Great Places to Retire in the USA
So you have decided to retire in the USA. Now you need to determine the best city to live and retire in the USA. What are the best retirement states, retirement communities, and small towns for retirement and what are the trends?
The latest trend indicates a larger percentage of retiring Baby Boomers are planning to stay where they are when they retire, although they may downsize. This is undoubtedly influenced by the bad economic environment. A staggering number of retiring Boomers are under water in their mortgages; moving means having to sell and kissing their lost equity goodbye. This may not be the only factor. Baby Boomers have established extensive local activity and social networks over the years and may not want to abandon these relationships by moving far away.

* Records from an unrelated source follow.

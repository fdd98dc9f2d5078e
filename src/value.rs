//! Traits describing what a grid can store.

use std::fmt::Debug;

use glam::{DVec3, Vec3};

/// Anything a tree can hold per voxel or per tile.
pub trait GridValue: Copy + PartialEq + Default + Debug + Send + Sync + 'static {
    /// Tolerance comparison used by pruning and value matching.
    fn is_approx_equal(&self, other: &Self, tolerance: &Self) -> bool;
}

/// Values that can be blended, which is what the samplers and compositors need.
pub trait Interpolant: GridValue {
    fn plus(self, rhs: Self) -> Self;
    fn minus(self, rhs: Self) -> Self;
    fn scaled(self, w: f64) -> Self;
    /// The value itself for scalars, the length for vectors.
    fn scalar(self) -> f64;
    fn is_nan(self) -> bool;
    fn is_infinite(self) -> bool;
    fn is_finite(self) -> bool;
}

/// Ordered scalar values (level sets, fog volumes, filters).
pub trait RealValue: Interpolant + PartialOrd {
    fn from_f64(v: f64) -> Self;
    fn to_f64(self) -> f64;
    fn zero() -> Self {
        Self::from_f64(0.0)
    }
    fn one() -> Self {
        Self::from_f64(1.0)
    }
    fn abs(self) -> Self {
        if self < Self::zero() { self.scaled(-1.0) } else { self }
    }
}

macro_rules! exact_value {
    ($($t:ty),*) => {$(
        impl GridValue for $t {
            fn is_approx_equal(&self, other: &Self, tolerance: &Self) -> bool {
                self.abs_diff(*other) <= (*tolerance as i128).unsigned_abs() as _
            }
        }
    )*};
}
exact_value!(u8, u32, i32, i64);

impl GridValue for bool {
    fn is_approx_equal(&self, other: &Self, _tolerance: &Self) -> bool {
        self == other
    }
}

macro_rules! float_value {
    ($($t:ty),*) => {$(
        impl GridValue for $t {
            fn is_approx_equal(&self, other: &Self, tolerance: &Self) -> bool {
                (self - other).abs() <= *tolerance
            }
        }
        impl Interpolant for $t {
            fn plus(self, rhs: Self) -> Self {
                self + rhs
            }
            fn minus(self, rhs: Self) -> Self {
                self - rhs
            }
            fn scaled(self, w: f64) -> Self {
                (self as f64 * w) as $t
            }
            fn scalar(self) -> f64 {
                self as f64
            }
            fn is_nan(self) -> bool {
                <$t>::is_nan(self)
            }
            fn is_infinite(self) -> bool {
                <$t>::is_infinite(self)
            }
            fn is_finite(self) -> bool {
                <$t>::is_finite(self)
            }
        }
        impl RealValue for $t {
            fn from_f64(v: f64) -> Self {
                v as $t
            }
            fn to_f64(self) -> f64 {
                self as f64
            }
        }
    )*};
}
float_value!(f32, f64);

impl GridValue for Vec3 {
    fn is_approx_equal(&self, other: &Self, tolerance: &Self) -> bool {
        (*self - *other).abs().cmple(*tolerance).all()
    }
}
impl Interpolant for Vec3 {
    fn plus(self, rhs: Self) -> Self {
        self + rhs
    }
    fn minus(self, rhs: Self) -> Self {
        self - rhs
    }
    fn scaled(self, w: f64) -> Self {
        (self.as_dvec3() * w).as_vec3()
    }
    fn scalar(self) -> f64 {
        self.length() as f64
    }
    fn is_nan(self) -> bool {
        self.is_nan()
    }
    fn is_infinite(self) -> bool {
        self.to_array().iter().any(|c| c.is_infinite())
    }
    fn is_finite(self) -> bool {
        self.is_finite()
    }
}

impl GridValue for DVec3 {
    fn is_approx_equal(&self, other: &Self, tolerance: &Self) -> bool {
        (*self - *other).abs().cmple(*tolerance).all()
    }
}
impl Interpolant for DVec3 {
    fn plus(self, rhs: Self) -> Self {
        self + rhs
    }
    fn minus(self, rhs: Self) -> Self {
        self - rhs
    }
    fn scaled(self, w: f64) -> Self {
        self * w
    }
    fn scalar(self) -> f64 {
        self.length()
    }
    fn is_nan(self) -> bool {
        self.is_nan()
    }
    fn is_infinite(self) -> bool {
        self.to_array().iter().any(|c| c.is_infinite())
    }
    fn is_finite(self) -> bool {
        self.is_finite()
    }
}

#[cfg(test)]
mod tests {
    use super::*;

    #[test]
    fn tolerance_comparisons() {
        assert!(1.0f32.is_approx_equal(&1.05, &0.1));
        assert!(!1.0f32.is_approx_equal(&1.2, &0.1));
        assert!(5i32.is_approx_equal(&3, &2));
        assert!(!5i32.is_approx_equal(&2, &2));
        assert!(true.is_approx_equal(&true, &false));
        assert!(Vec3::ONE.is_approx_equal(&Vec3::new(1.0, 1.01, 0.99), &Vec3::splat(0.02)));
    }

    #[test]
    fn blending_and_classification() {
        assert_eq!(2.0f32.plus(1.0).scaled(0.5), 1.5);
        assert_eq!(Vec3::new(3.0, 4.0, 0.0).scalar(), 5.0);
        assert!(Interpolant::is_infinite(f32::INFINITY));
        assert!(!Interpolant::is_finite(f64::NAN));
        assert!(Interpolant::is_infinite(Vec3::new(0.0, f32::NEG_INFINITY, 0.0)));
        assert!(!Interpolant::is_infinite(Vec3::new(0.0, f32::NAN, 0.0)));
        assert_eq!(RealValue::abs(-2.5f64), 2.5);
    }
}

Reduced demand is good news for Baby Boomers contemplating finding a new retirement home in warmer climates, particularly in Arizona and Florida. A trend toward lower demand will keep real estate prices in these retirement states stable at levels well below the bubble of 2006 – 2008 for a decade or more. In another trend, many retiring seniors are choosing other Sun Belt states like Georgia, Texas, or the Carolinas. Coastal Alabama and Mississippi have been more popular lately as well. The southern halves of Arizona and Florida share mild winters with only rare freezing temperatures. Both have mostly great year-round weather and plenty of palm trees, and both offer abundant outdoor recreation. They also share challenges like large illegal immigrant populations and often brutal summers.
Retiring in Florida or Arizona offers many contrasts. Arizona is arid, and Florida usually has abundant rainfall. Florida summers are characterized by oppressive humidity while Arizona summers are very hot and dry. Seniors retire in Arizona for abundant sunshine and lack of natural disasters like Florida’s hurricanes. Florida retirees enjoy numerous lakes and proximity to the ocean, offering swimming, boating and fishing. Arizona offers diverse climates, mountains, and the Grand Canyon. Florida offers the Everglades, beaches, and a wider variety of retirement communities for any budget, due primarily to the huge number of retirees living in the state.
What trends do we see for retiring in Arizona? Now that the real estate bubble has burst, housing is once more becoming affordable. We see renewed growth in Phoenix suburbs and more interest in the affordable living in southern Arizona.
For more populous Florida, we see a decade or more of real estate price stability and steady growth in favored retirement areas like Palm Beach and Broward counties, the Space Coast, Tampa Bay, Sarasota, Southwest Florida, and the lakes region between Orlando and Gainesville. With the tragic hurricane decade farther in the past, insurance rates may ease in the next five years or so. And of course, Florida has no income tax.
Texas also has no income tax, and retirement areas from San Antonio to Austin will continue to do well. The bargain towns closer to the Mexican border will become more popular if and when the border violence abates. Texas has summers like Florida, but their winters are colder. Our retirement barometer of palm trees suggests that only the Gulf Coast portion of Texas, roughly south and east of San Antonio, qualifies as warm and sunny year round.